# TASK ITEM:
Exact duplicates of all the records are needed.

——————

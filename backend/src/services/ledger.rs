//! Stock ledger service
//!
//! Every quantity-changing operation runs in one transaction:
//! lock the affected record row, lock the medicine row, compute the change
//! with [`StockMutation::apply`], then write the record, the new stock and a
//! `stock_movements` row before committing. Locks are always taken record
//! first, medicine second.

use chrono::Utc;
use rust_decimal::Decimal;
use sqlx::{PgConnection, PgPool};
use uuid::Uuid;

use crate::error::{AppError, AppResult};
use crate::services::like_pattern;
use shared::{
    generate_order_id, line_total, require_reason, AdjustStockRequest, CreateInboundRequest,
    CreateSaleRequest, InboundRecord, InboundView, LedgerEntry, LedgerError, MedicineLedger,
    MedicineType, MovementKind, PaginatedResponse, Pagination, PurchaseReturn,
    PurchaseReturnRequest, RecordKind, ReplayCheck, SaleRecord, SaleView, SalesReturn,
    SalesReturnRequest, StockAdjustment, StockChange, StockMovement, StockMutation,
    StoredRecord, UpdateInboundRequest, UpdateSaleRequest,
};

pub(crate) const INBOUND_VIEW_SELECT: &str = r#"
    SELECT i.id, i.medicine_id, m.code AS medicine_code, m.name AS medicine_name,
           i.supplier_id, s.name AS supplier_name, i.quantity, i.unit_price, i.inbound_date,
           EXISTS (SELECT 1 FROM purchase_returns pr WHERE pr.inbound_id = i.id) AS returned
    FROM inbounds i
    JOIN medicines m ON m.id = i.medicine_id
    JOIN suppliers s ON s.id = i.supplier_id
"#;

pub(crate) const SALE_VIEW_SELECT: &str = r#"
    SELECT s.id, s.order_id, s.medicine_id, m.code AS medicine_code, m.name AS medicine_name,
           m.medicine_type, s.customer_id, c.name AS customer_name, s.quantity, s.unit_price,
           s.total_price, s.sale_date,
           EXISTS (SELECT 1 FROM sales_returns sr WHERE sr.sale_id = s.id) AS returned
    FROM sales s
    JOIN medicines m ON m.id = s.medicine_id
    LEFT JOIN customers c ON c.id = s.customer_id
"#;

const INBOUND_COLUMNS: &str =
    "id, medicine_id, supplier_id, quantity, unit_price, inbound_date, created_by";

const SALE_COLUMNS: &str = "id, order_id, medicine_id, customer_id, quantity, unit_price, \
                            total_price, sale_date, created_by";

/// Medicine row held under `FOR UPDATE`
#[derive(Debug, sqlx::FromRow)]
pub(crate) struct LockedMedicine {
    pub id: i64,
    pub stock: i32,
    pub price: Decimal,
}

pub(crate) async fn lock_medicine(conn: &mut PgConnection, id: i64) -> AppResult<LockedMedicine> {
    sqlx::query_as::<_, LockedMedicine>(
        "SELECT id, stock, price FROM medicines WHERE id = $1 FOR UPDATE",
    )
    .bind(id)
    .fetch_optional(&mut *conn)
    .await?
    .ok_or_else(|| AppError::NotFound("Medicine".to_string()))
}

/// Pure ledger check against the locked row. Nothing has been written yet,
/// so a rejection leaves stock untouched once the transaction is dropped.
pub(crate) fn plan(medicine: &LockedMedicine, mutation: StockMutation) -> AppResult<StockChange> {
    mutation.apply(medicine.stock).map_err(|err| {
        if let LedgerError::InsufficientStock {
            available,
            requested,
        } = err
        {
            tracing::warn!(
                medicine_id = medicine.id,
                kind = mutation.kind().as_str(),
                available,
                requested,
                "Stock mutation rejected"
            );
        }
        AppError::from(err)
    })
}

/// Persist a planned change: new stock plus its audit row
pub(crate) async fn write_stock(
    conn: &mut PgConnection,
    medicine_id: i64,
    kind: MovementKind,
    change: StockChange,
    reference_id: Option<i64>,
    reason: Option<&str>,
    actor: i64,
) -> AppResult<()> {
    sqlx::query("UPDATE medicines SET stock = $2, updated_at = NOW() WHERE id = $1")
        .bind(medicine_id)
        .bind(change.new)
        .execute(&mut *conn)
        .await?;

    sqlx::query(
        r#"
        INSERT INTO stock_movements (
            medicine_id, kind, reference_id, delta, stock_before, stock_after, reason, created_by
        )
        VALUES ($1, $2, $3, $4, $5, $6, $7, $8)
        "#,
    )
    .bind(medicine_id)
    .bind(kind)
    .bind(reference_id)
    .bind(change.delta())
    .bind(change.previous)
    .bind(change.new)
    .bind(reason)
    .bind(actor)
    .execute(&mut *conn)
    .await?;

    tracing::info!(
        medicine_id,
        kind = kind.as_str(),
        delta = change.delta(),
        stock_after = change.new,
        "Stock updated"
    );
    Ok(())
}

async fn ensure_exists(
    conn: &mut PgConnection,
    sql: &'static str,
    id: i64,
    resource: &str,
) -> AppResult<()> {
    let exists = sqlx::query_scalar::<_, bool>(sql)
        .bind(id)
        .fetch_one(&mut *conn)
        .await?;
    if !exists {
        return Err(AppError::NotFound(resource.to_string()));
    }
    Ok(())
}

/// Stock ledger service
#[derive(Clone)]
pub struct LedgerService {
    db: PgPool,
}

——————

# COMPLETED EXERCISE:
filename backend/src/services/ledger.rs
//! Stock ledger service
//!
//! Every quantity-changing operation runs in one transaction:
//! lock the affected record row, lock the medicine row, compute the change
//! with [`StockMutation::apply`], then write the record, the new stock and a
//! `stock_movements` row before committing. Locks are always taken record
//! first, medicine second.

use chrono::Utc;
use rust_decimal::Decimal;
use sqlx::{PgConnection, PgPool};
use uuid::Uuid;

use crate::error::{AppError, AppResult};
use crate::services::like_pattern;
use shared::{
    generate_order_id, line_total, require_reason, AdjustStockRequest, CreateInboundRequest,
    CreateSaleRequest, InboundRecord, InboundView, LedgerEntry, LedgerError, MedicineLedger,
    MedicineType, MovementKind, PaginatedResponse, Pagination, PurchaseReturn,
    PurchaseReturnRequest, RecordKind, ReplayCheck, SaleRecord, SaleView, SalesReturn,
    SalesReturnRequest, StockAdjustment, StockChange, StockMovement, StockMutation,
    StoredRecord, UpdateInboundRequest, UpdateSaleRequest,
};

pub(crate) const INBOUND_VIEW_SELECT: &str = r#"
    SELECT i.id, i.medicine_id, m.code AS medicine_code, m.name AS medicine_name,
           i.supplier_id, s.name AS supplier_name, i.quantity, i.unit_price, i.inbound_date,
           EXISTS (SELECT 1 FROM purchase_returns pr WHERE pr.inbound_id = i.id) AS returned
    FROM inbounds i
    JOIN medicines m ON m.id = i.medicine_id
    JOIN suppliers s ON s.id = i.supplier_id
"#;

pub(crate) const SALE_VIEW_SELECT: &str = r#"
    SELECT s.id, s.order_id, s.medicine_id, m.code AS medicine_code, m.name AS medicine_name,
           m.medicine_type, s.customer_id, c.name AS customer_name, s.quantity, s.unit_price,
           s.total_price, s.sale_date,
           EXISTS (SELECT 1 FROM sales_returns sr WHERE sr.sale_id = s.id) AS returned
    FROM sales s
    JOIN medicines m ON m.id = s.medicine_id
    LEFT JOIN customers c ON c.id = s.customer_id
"#;

const INBOUND_COLUMNS: &str =
    "id, medicine_id, supplier_id, quantity, unit_price, inbound_date, created_by";

const SALE_COLUMNS: &str = "id, order_id, medicine_id, customer_id, quantity, unit_price, \
                            total_price, sale_date, created_by";

/// Medicine row held under `FOR UPDATE`
#[derive(Debug, sqlx::FromRow)]
pub(crate) struct LockedMedicine {
    pub id: i64,
    pub stock: i32,
    pub price: Decimal,
}

pub(crate) async fn lock_medicine(conn: &mut PgConnection, id: i64) -> AppResult<LockedMedicine> {
    sqlx::query_as::<_, LockedMedicine>(
        "SELECT id, stock, price FROM medicines WHERE id = $1 FOR UPDATE",
    )
    .bind(id)
    .fetch_optional(&mut *conn)
    .await?
    .ok_or_else(|| AppError::NotFound("Medicine".to_string()))
}

/// Pure ledger check against the locked row. Nothing has been written yet,
/// so a rejection leaves stock untouched once the transaction is dropped.
pub(crate) fn plan(medicine: &LockedMedicine, mutation: StockMutation) -> AppResult<StockChange> {
    mutation.apply(medicine.stock).map_err(|err| {
        if let LedgerError::InsufficientStock {
            available,
            requested,
        } = err
        {
            tracing::warn!(
                medicine_id = medicine.id,
                kind = mutation.kind().as_str(),
                available,
                requested,
                "Stock mutation rejected"
            );
        }
        AppError::from(err)
    })
}

/// Persist a planned change: new stock plus its audit row
pub(crate) async fn write_stock(
    conn: &mut PgConnection,
    medicine_id: i64,
    kind: MovementKind,
    change: StockChange,
    reference_id: Option<i64>,
    reason: Option<&str>,
    actor: i64,
) -> AppResult<()> {
    sqlx::query("UPDATE medicines SET stock = $2, updated_at = NOW() WHERE id = $1")
        .bind(medicine_id)
        .bind(change.new)
        .execute(&mut *conn)
        .await?;

    sqlx::query(
        r#"
        INSERT INTO stock_movements (
            medicine_id, kind, reference_id, delta, stock_before, stock_after, reason, created_by
        )
        VALUES ($1, $2, $3, $4, $5, $6, $7, $8)
        "#,
    )
    .bind(medicine_id)
    .bind(kind)
    .bind(reference_id)
    .bind(change.delta())
    .bind(change.previous)
    .bind(change.new)
    .bind(reason)
    .bind(actor)
    .execute(&mut *conn)
    .await?;

    tracing::info!(
        medicine_id,
        kind = kind.as_str(),
        delta = change.delta(),
        stock_after = change.new,
        "Stock updated"
    );
    Ok(())
}

async fn ensure_exists(
    conn: &mut PgConnection,
    sql: &'static str,
    id: i64,
    resource: &str,
) -> AppResult<()> {
    let exists = sqlx::query_scalar::<_, bool>(sql)
        .bind(id)
        .fetch_one(&mut *conn)
        .await?;
    if !exists {
        return Err(AppError::NotFound(resource.to_string()));
    }
    Ok(())
}

/// Stock ledger service
#[derive(Clone)]
pub struct LedgerService {
    db: PgPool,
}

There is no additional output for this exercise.